I then looked around and got an even better view of the airfield.
And almost below me by this point was a small fishcamp.
Then I look back, over my shoulder, looking further southwest, towards the “unknown” and see the Matagorda Ship Channel and Decros Point beyond. I’m sure that we’ll travel beyond that on our next trip down this way. But now we have to head home because the sun is going down.
As we buzz down the beach, I get busy with my camera, taking pictures of various items we come across: part of a buoy, a makeshift lean-to (is there any other kind?), another part of a buoy, and lots and lots of seaweed. It occurs to me: there’s an awful lot of trash… we should be more careful about keeping our world clean. I then took a picture… an “almost” pretty picture.
Jim and I are having a grand time…
…the wind along the beach tends to always be less bumpy than inland. Today, despite the prevailing wind from the ocean — or, maybe, because of it — it was very smooth. I’m again enjoying some music on the flight back.
The Colorado River outlet approaches and we spot some surfers in the water.
I grab a quick shot of the Matagorda Jetty as it passes close by.
The amazing thing is that, not that long ago — less than 100 years — the town of Matagorda was right on the water. Due to the silt carried down by the Colorado River, the town is now about 6 miles from the Gulf, and Matagorda Bay’s northern finger has been cut in half.
Before long, we’re crossing the San Bernard River outlet.
On the other side, we spot a herd of cattle on the beach.

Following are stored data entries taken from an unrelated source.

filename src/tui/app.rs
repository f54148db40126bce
use std::io;
use std::sync::Arc;

use crossterm::event::{
    DisableBracketedPaste, EnableBracketedPaste, Event, EventStream, KeyEventKind,
};
use crossterm::execute;
use crossterm::terminal::{
    EnterAlternateScreen, LeaveAlternateScreen, disable_raw_mode, enable_raw_mode,
};
use futures::StreamExt;
use ratatui::Terminal;
use ratatui::backend::CrosstermBackend;
use tokio::sync::mpsc::UnboundedReceiver;
use tokio::sync::watch;
use tracing::info;

use crate::api::TicketApi;
use crate::api::http::HttpTicketApi;
use crate::intake::{Acknowledgement, IntakeController, IntakeEvent};
use crate::model::{DeskConfig, Ticket, TicketId};
use crate::store::{CollectionEvent, CollectionStore, RefreshCoordinator, StatsLoaded, StatsPanel};

use super::input;
use super::render;
use super::theme::Theme;

/// Which pane has keyboard focus
#[derive(Debug, Clone, Copy, PartialEq, Eq)]
pub enum Pane {
    Form,
    Filters,
    List,
}

impl Pane {
    pub fn next(self) -> Pane {
        match self {
            Pane::Form => Pane::Filters,
            Pane::Filters => Pane::List,
            Pane::List => Pane::Form,
        }
    }

    pub fn prev(self) -> Pane {
        match self {
            Pane::Form => Pane::List,
            Pane::Filters => Pane::Form,
            Pane::List => Pane::Filters,
        }
    }
}

/// Row of the intake form
#[derive(Debug, Clone, Copy, PartialEq, Eq)]
pub enum FormField {
    Title,
    Description,
    Category,
    Priority,
    Submit,
}

impl FormField {
    pub const ALL: [FormField; 5] = [
        FormField::Title,
        FormField::Description,
        FormField::Category,
        FormField::Priority,
        FormField::Submit,
    ];
}

/// Slot of the filter bar
#[derive(Debug, Clone, Copy, PartialEq, Eq)]
pub enum FilterField {
    Category,
    Priority,
    Status,
    Search,
}

impl FilterField {
    pub const ALL: [FilterField; 4] = [
        FilterField::Category,
        FilterField::Priority,
        FilterField::Status,
        FilterField::Search,
    ];
}

/// Step to the neighbouring entry of `all`, clamped at both ends
pub fn step<T: Copy + PartialEq>(current: T, all: &[T], forward: bool) -> T {
    let pos = all.iter().position(|v| *v == current).unwrap_or(0);
    let next = if forward {
        (pos + 1).min(all.len().saturating_sub(1))
    } else {
        pos.saturating_sub(1)
    };
    all.get(next).copied().unwrap_or(current)
}

/// Receivers the event loop selects over
pub struct Channels {
    pub intake: UnboundedReceiver<IntakeEvent>,
    pub collection: UnboundedReceiver<CollectionEvent>,
    pub stats: UnboundedReceiver<StatsLoaded>,
    pub refresh: watch::Receiver<u64>,
}

/// Main application state
pub struct App {
    pub intake: IntakeController,
    pub collection: CollectionStore,
    pub stats: StatsPanel,
    pub refresh: RefreshCoordinator,
    pub theme: Theme,
    pub pane: Pane,
    pub form_field: FormField,
    pub filter_field: FilterField,
    /// Search text being typed; applied to the filters on Enter
    pub search_input: String,
    pub list_cursor: usize,
    pub list_scroll: usize,
    pub expanded: Option<TicketId>,
    pub should_quit: bool,
}

impl App {
    pub fn new(api: Arc<dyn TicketApi>, config: &DeskConfig) -> (Self, Channels) {
        let refresh = RefreshCoordinator::new();
        let (intake, intake_rx) =
            IntakeController::new(Arc::clone(&api), refresh.clone(), config.intake.clone());
        let (collection, collection_rx) = CollectionStore::new(Arc::clone(&api), refresh.clone());
        let (stats, stats_rx) = StatsPanel::new(api);
        let channels = Channels {
            intake: intake_rx,
            collection: collection_rx,
            stats: stats_rx,
            refresh: refresh.subscribe(),
        };

        let app = App {
            intake,
            collection,
            stats,
            refresh,
            theme: Theme::from_config(&config.ui),
            pane: Pane::Form,
            form_field: FormField::Title,
            filter_field: FilterField::Category,
            search_input: String::new(),
            list_cursor: 0,
            list_scroll: 0,
            expanded: None,
            should_quit: false,
        };
        (app, channels)
    }

    /// Kick off the initial list and stats fetches
    pub fn start(&mut self) {
        self.collection.refresh();
        self.stats.observe(self.refresh.current());
    }

    pub fn on_intake(&mut self, event: IntakeEvent) {
        match self.intake.handle(event) {
            Some(Acknowledgement::Created(ticket)) => {
                self.collection.create(ticket);
                self.list_cursor = 0;
            }
            Some(Acknowledgement::Updated(ticket)) => {
                self.collection.replace(ticket);
            }
            None => {}
        }
    }

    pub fn on_collection(&mut self, event: CollectionEvent) {
        self.collection.handle(event);
        self.clamp_cursor();
    }

    pub fn selected_ticket(&self) -> Option<&Ticket> {
        self.collection.tickets().get(self.list_cursor)
    }

    pub fn clamp_cursor(&mut self) {
        let len = self.collection.tickets().len();
        self.list_cursor = self.list_cursor.min(len.saturating_sub(1));
    }

    pub fn shutdown(&mut self) {
        self.intake.shutdown();
    }
}

/// Run the dashboard until the user quits
pub async fn run(config: DeskConfig) -> Result<(), Box<dyn std::error::Error>> {
    let api: Arc<dyn TicketApi> = Arc::new(HttpTicketApi::new(&config.api)?);
    let (mut app, channels) = App::new(api, &config);
    info!(base_url = %config.api.base_url, "starting dashboard");

    // Setup terminal
    enable_raw_mode()?;
    let mut stdout = io::stdout();
    execute!(stdout, EnterAlternateScreen, EnableBracketedPaste)?;
    let backend = CrosstermBackend::new(stdout);
    let mut terminal = Terminal::new(backend)?;
    terminal.clear()?;

    // Restore the terminal on panic
    let original_hook = std::panic::take_hook();
    std::panic::set_hook(Box::new(move |panic_info| {
        let _ = disable_raw_mode();
        let _ = execute!(io::stdout(), DisableBracketedPaste, LeaveAlternateScreen);
        original_hook(panic_info);
    }));

    let result = run_event_loop(&mut terminal, &mut app, channels).await;
    app.shutdown();

    disable_raw_mode()?;
    execute!(terminal.backend_mut(), DisableBracketedPaste, LeaveAlternateScreen)?;
    terminal.show_cursor()?;

    result
}

async fn run_event_loop(
    terminal: &mut Terminal<CrosstermBackend<io::Stdout>>,
    app: &mut App,
    mut channels: Channels,
) -> Result<(), Box<dyn std::error::Error>> {
    let mut events = EventStream::new();
    app.start();

    loop {
        terminal.draw(|frame| render::render(frame, app))?;

        tokio::select! {
            maybe_event = events.next() => match maybe_event {
                Some(Ok(Event::Key(key))) if key.kind == KeyEventKind::Press => {
                    input::handle_key(app, key);
                }
                Some(Ok(Event::Paste(text))) => input::handle_paste(app, &text),
                Some(Ok(_)) => {}
                Some(Err(e)) => return Err(e.into()),
                None => break,
            },
            Some(event) = channels.intake.recv() => app.on_intake(event),
            Some(event) = channels.collection.recv() => app.on_collection(event),
            Some(loaded) = channels.stats.recv() => app.stats.handle(loaded),
            Ok(()) = channels.refresh.changed() => {
                let counter = *channels.refresh.borrow_and_update();
                app.stats.observe(counter);
            }
        }

        if app.should_quit {
            break;
        }
    }
    Ok(())
}
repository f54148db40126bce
use std::path::Path;

use clap::Parser;
use ticket_desk::cli::commands::Cli;
use ticket_desk::cli::handlers;
use ticket_desk::io::config_io::{API_URL_ENV, apply_overrides, load_config};
use ticket_desk::io::logging::{LogSink, init_tracing};

#[tokio::main(flavor = "current_thread")]
async fn main() {
    if let Err(e) = run(Cli::parse()).await {
        eprintln!("error: {}", e);
        std::process::exit(1);
    }
}

async fn run(cli: Cli) -> Result<(), Box<dyn std::error::Error>> {
    let mut config = load_config(cli.config.as_deref().map(Path::new))?;
    apply_overrides(
        &mut config,
        std::env::var(API_URL_ENV).ok(),
        cli.api_url.as_deref(),
    );

    match cli.command {
        None => {
            // No subcommand → launch the dashboard, which owns the terminal
            init_tracing(&config.log, LogSink::FileOnly)?;
            ticket_desk::tui::run(config).await
        }
        Some(command) => {
            init_tracing(&config.log, LogSink::Stderr)?;
            handlers::dispatch(command, &config, cli.json).await
        }
    }
}
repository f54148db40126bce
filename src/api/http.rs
//! HTTP client for the ticket backend.

use std::time::Duration;

use async_trait::async_trait;
use reqwest::{Response, Url};
use serde::de::DeserializeOwned;
use serde_json::Value;
use tracing::{debug, warn};

use super::{ApiError, TicketApi};
use crate::model::{
    ApiConfig, Classification, FilterCriteria, NewTicket, Ticket, TicketId, TicketPatch,
    TicketStats,
};

/// [`TicketApi`] backed by the REST service
#[derive(Debug, Clone)]
pub struct HttpTicketApi {
    client: reqwest::Client,
    base_url: Url,
}

impl HttpTicketApi {
    pub fn new(config: &ApiConfig) -> Result<Self, ApiError> {
        // Url::join drops the last path segment unless the base ends in '/'
        let mut base = config.base_url.trim().to_string();
        if !base.ends_with('/') {
            base.push('/');
        }
        let base_url = Url::parse(&base)
            .map_err(|e| ApiError::Transport(format!("invalid base URL '{}': {e}", config.base_url)))?;

        let client = reqwest::Client::builder()
            .timeout(Duration::from_secs(config.timeout_secs))
            .build()
            .map_err(|e| ApiError::Transport(format!("failed to build HTTP client: {e}")))?;

        Ok(HttpTicketApi { client, base_url })
    }

    fn endpoint(&self, path: &str) -> Result<Url, ApiError> {
        self.base_url
            .join(path)
            .map_err(|e| ApiError::Transport(format!("invalid endpoint '{path}': {e}")))
    }
}

#[async_trait]
impl TicketApi for HttpTicketApi {
    async fn list_tickets(&self, filters: &FilterCriteria) -> Result<Vec<Ticket>, ApiError> {
        let mut url = self.endpoint("tickets/")?;
        let pairs = filters.query_pairs();
        if !pairs.is_empty() {
            let mut query = url.query_pairs_mut();
            for (key, value) in &pairs {
                query.append_pair(key, value);
            }
        }
        debug!(%url, "fetching tickets");
        let response = self.client.get(url).send().await.map_err(transport)?;
        decode(response).await
    }

    async fn create_ticket(&self, ticket: &NewTicket) -> Result<Ticket, ApiError> {
        let url = self.endpoint("tickets/")?;
        debug!(title = %ticket.title, "creating ticket");
        let response = self.client.post(url).json(ticket).send().await.map_err(transport)?;
        decode(response).await
    }

    async fn update_ticket(&self, id: &TicketId, patch: &TicketPatch) -> Result<Ticket, ApiError> {
        let url = self.endpoint(&format!("tickets/{id}/"))?;
        debug!(%id, "updating ticket");
        let response = self.client.patch(url).json(patch).send().await.map_err(transport)?;
        decode(response).await
    }

    async fn stats(&self) -> Result<TicketStats, ApiError> {
        let url = self.endpoint("tickets/stats/")?;
        let response = self.client.get(url).send().await.map_err(transport)?;
        decode(response).await
    }

    async fn classify(&self, description: &str) -> Result<Classification, ApiError> {
        let url = self.endpoint("tickets/classify/")?;
        let body = serde_json::json!({ "description": description });
        let response = self.client.post(url).json(&body).send().await.map_err(transport)?;
        decode(response).await
    }
}

fn transport(e: reqwest::Error) -> ApiError {
    ApiError::Transport(e.to_string())
}

async fn decode<T: DeserializeOwned>(response: Response) -> Result<T, ApiError> {
    let status = response.status();
    let body = response.text().await.map_err(transport)?;
    if status.is_success() {
        return serde_json::from_str(&body).map_err(|e| ApiError::Decode(e.to_string()));
    }
    warn!(status = %status, "backend rejected request");
    Err(ApiError::Rejected {
        status: status.as_u16(),
        detail: extract_detail(&body),
    })
}

/// Pull a human-readable message out of an error body.
///
/// Understands `{"detail": ..}`, `{"message": ..}`, `{"error": ..}` and
/// field-error maps like `{"title": ["Too long."]}`. Non-JSON bodies are
/// ignored.
pub fn extract_detail(body: &str) -> Option<String> {
    let value: Value = serde_json::from_str(body).ok()?;
    let object = value.as_object()?;

    for key in ["detail", "message", "error"] {
        if let Some(text) = object.get(key).and_then(flatten_messages) {
            return Some(text);
        }
    }

    let fields: Vec<String> = object
        .iter()
        .filter_map(|(field, messages)| {
            flatten_messages(messages).map(|text| format!("{field}: {text}"))
        })
        .collect();
    if fields.is_empty() { None } else { Some(fields.join("; ")) }
}

fn flatten_messages(value: &Value) -> Option<String> {
    match value {
        Value::String(s) if !s.trim().is_empty() => Some(s.clone()),
        Value::Array(items) => {
            let parts: Vec<String> = items.iter().filter_map(flatten_messages).collect();
            if parts.is_empty() { None } else { Some(parts.join(" ")) }
        }
        _ => None,
    }
}
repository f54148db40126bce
pub mod unicode;
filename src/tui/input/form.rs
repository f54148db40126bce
use crossterm::event::{KeyCode, KeyEvent, KeyModifiers};

use crate::intake::FieldValue;
use crate::model::{Category, Priority, cycle_option};
use crate::tui::app::{App, FormField, step};
use crate::util::unicode::{pop_grapheme, pop_word};

use super::{submit_form, typed_char};

pub(super) fn handle_form(app: &mut App, key: KeyEvent) {
    match key.code {
        KeyCode::Up => app.form_field = step(app.form_field, &FormField::ALL, false),
        KeyCode::Down => app.form_field = step(app.form_field, &FormField::ALL, true),
        KeyCode::Esc => {
            if app.intake.draft().is_editing() {
                app.intake.cancel_edit();
                app.form_field = FormField::Title;
            }
        }
        KeyCode::Enter => match app.form_field {
            FormField::Submit => submit_form(app),
            field => app.form_field = step(field, &FormField::ALL, true),
        },
        KeyCode::Left | KeyCode::Right => {
            let forward = key.code == KeyCode::Right;
            match app.form_field {
                FormField::Category => {
                    let next = cycle_value(app.intake.draft().category, &Category::ALL, forward);
                    app.intake.on_field_change(FieldValue::Category(next));
                }
                FormField::Priority => {
                    let next = cycle_value(app.intake.draft().priority, &Priority::ALL, forward);
                    app.intake.on_field_change(FieldValue::Priority(next));
                }
                _ => {}
            }
        }
        KeyCode::Backspace => edit_text(app, pop_grapheme),
        KeyCode::Char('w') if key.modifiers.contains(KeyModifiers::CONTROL) => {
            edit_text(app, pop_word)
        }
        _ => {
            if let Some(c) = typed_char(&key) {
                insert_text(app, c.encode_utf8(&mut [0; 4]));
            }
        }
    }
}

pub(super) fn insert_text(app: &mut App, text: &str) {
    edit_text(app, |s| s.push_str(text));
}

/// Apply `f` to the focused text field and report the change to the controller
fn edit_text(app: &mut App, f: impl FnOnce(&mut String)) {
    match app.form_field {
        FormField::Title => {
            let mut title = app.intake.draft().title.clone();
            f(&mut title);
            app.intake.on_title_change(title);
        }
        FormField::Description => {
            let mut description = app.intake.draft().description.clone();
            f(&mut description);
            app.intake.on_description_change(description);
        }
        _ => {}
    }
}

/// Like [`cycle_option`] but never lands on "unset"
fn cycle_value<T: Copy + PartialEq>(current: Option<T>, all: &[T], forward: bool) -> T {
    cycle_option(current, all, forward)
        .or_else(|| cycle_option(None, all, forward))
        .unwrap_or(all[0])
}
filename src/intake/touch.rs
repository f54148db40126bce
/// Which of the suggestible fields the user has set by hand
#[derive(Debug, Clone, Copy, Default, PartialEq, Eq)]
pub struct TouchTracker {
    pub category: bool,
    pub priority: bool,
}

/// A field a classification suggestion can fill
#[derive(Debug, Clone, Copy, PartialEq, Eq)]
pub enum SuggestibleField {
    Category,
    Priority,
}

impl TouchTracker {
    pub fn touch(&mut self, field: SuggestibleField) {
        match field {
            SuggestibleField::Category => self.category = true,
            SuggestibleField::Priority => self.priority = true,
        }
    }

    pub fn is_touched(&self, field: SuggestibleField) -> bool {
        match field {
            SuggestibleField::Category => self.category,
            SuggestibleField::Priority => self.priority,
        }
    }

    pub fn touch_all(&mut self) {
        self.category = true;
        self.priority = true;
    }

    pub fn reset(&mut self) {
        *self = TouchTracker::default();
    }
}
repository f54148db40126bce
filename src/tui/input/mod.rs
mod filters;
mod form;
mod list;

use crossterm::event::{KeyCode, KeyEvent, KeyModifiers};
use tracing::debug;

use super::app::{App, Pane};

/// Submit the intake form. A validation failure is already the form's
/// notice, so it is only logged here.
fn submit_form(app: &mut App) {
    if let Err(e) = app.intake.submit() {
        debug!(error = %e, "submit rejected by validation");
    }
}

/// Handle a key event for the focused pane
pub fn handle_key(app: &mut App, key: KeyEvent) {
    // Ignore bare modifier key presses (Shift, Ctrl, Alt, etc.)
    if matches!(key.code, KeyCode::Modifier(_)) {
        return;
    }

    let ctrl = key.modifiers.contains(KeyModifiers::CONTROL);
    match key.code {
        KeyCode::Char('c') | KeyCode::Char('q') if ctrl => {
            app.should_quit = true;
            return;
        }
        KeyCode::Char('s') if ctrl => {
            submit_form(app);
            return;
        }
        KeyCode::Tab => {
            app.pane = app.pane.next();
            return;
        }
        KeyCode::BackTab => {
            app.pane = app.pane.prev();
            return;
        }
        _ => {}
    }

    match app.pane {
        Pane::Form => form::handle_form(app, key),
        Pane::Filters => filters::handle_filters(app, key),
        Pane::List => list::handle_list(app, key),
    }
}

/// Handle a bracketed paste. Goes into whichever text field has focus;
/// newlines become spaces.
pub fn handle_paste(app: &mut App, text: &str) {
    let clean = text.replace(['\r', '\n'], " ");
    if clean.is_empty() {
        return;
    }
    match app.pane {
        Pane::Form => form::insert_text(app, &clean),
        Pane::Filters => filters::insert_text(app, &clean),
        Pane::List => {}
    }
}

/// Printable character with no Ctrl/Alt held
fn typed_char(key: &KeyEvent) -> Option<char> {
    match key.code {
        KeyCode::Char(c)
            if !key
                .modifiers
                .intersects(KeyModifiers::CONTROL | KeyModifiers::ALT) =>
        {
            Some(c)
        }
        _ => None,
    }
}

#[cfg(test)]
pub(crate) mod test_keys {
    use crossterm::event::{KeyCode, KeyEvent, KeyModifiers};

    pub fn key(code: KeyCode) -> KeyEvent {
        KeyEvent::new(code, KeyModifiers::NONE)
    }

    pub fn ctrl(c: char) -> KeyEvent {
        KeyEvent::new(KeyCode::Char(c), KeyModifiers::CONTROL)
    }

    pub fn type_str(app: &mut crate::tui::app::App, text: &str) {
        for c in text.chars() {
            super::handle_key(app, key(KeyCode::Char(c)));
        }
    }

    /// Let spawned requests run
    pub async fn settle() {
        for _ in 0..3 {
            tokio::task::yield_now().await;
        }
    }
}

Soon we are passing the no-man’s land just shy of Bryan Beach State Park, and very shortly we’re cruising down Quintana Beach, waving at all the late Sunday afternoon beachgoers.
At this point, we decide to save a bit of time and head straight back. We climb as quickly as we can — I spot another barge going down the IntraCoastal — and are soon above and around Freeport.
The tanker that was being pushed around by tugboats when I passed by earlier is now snuggled into its berth.
As I cross over Bastrop Bayou…
…the sun is hiding behind the clouds, the evening air is thick with humidity. I’m ready to find the home field, but first I see something whimsical: an empty trailer park with a nest of bee hives… they are wondering, “Now why don’t people stay here?”
Finally, a last look at the sunset before I descend. Time in the air, about 3 hours. It was sweet!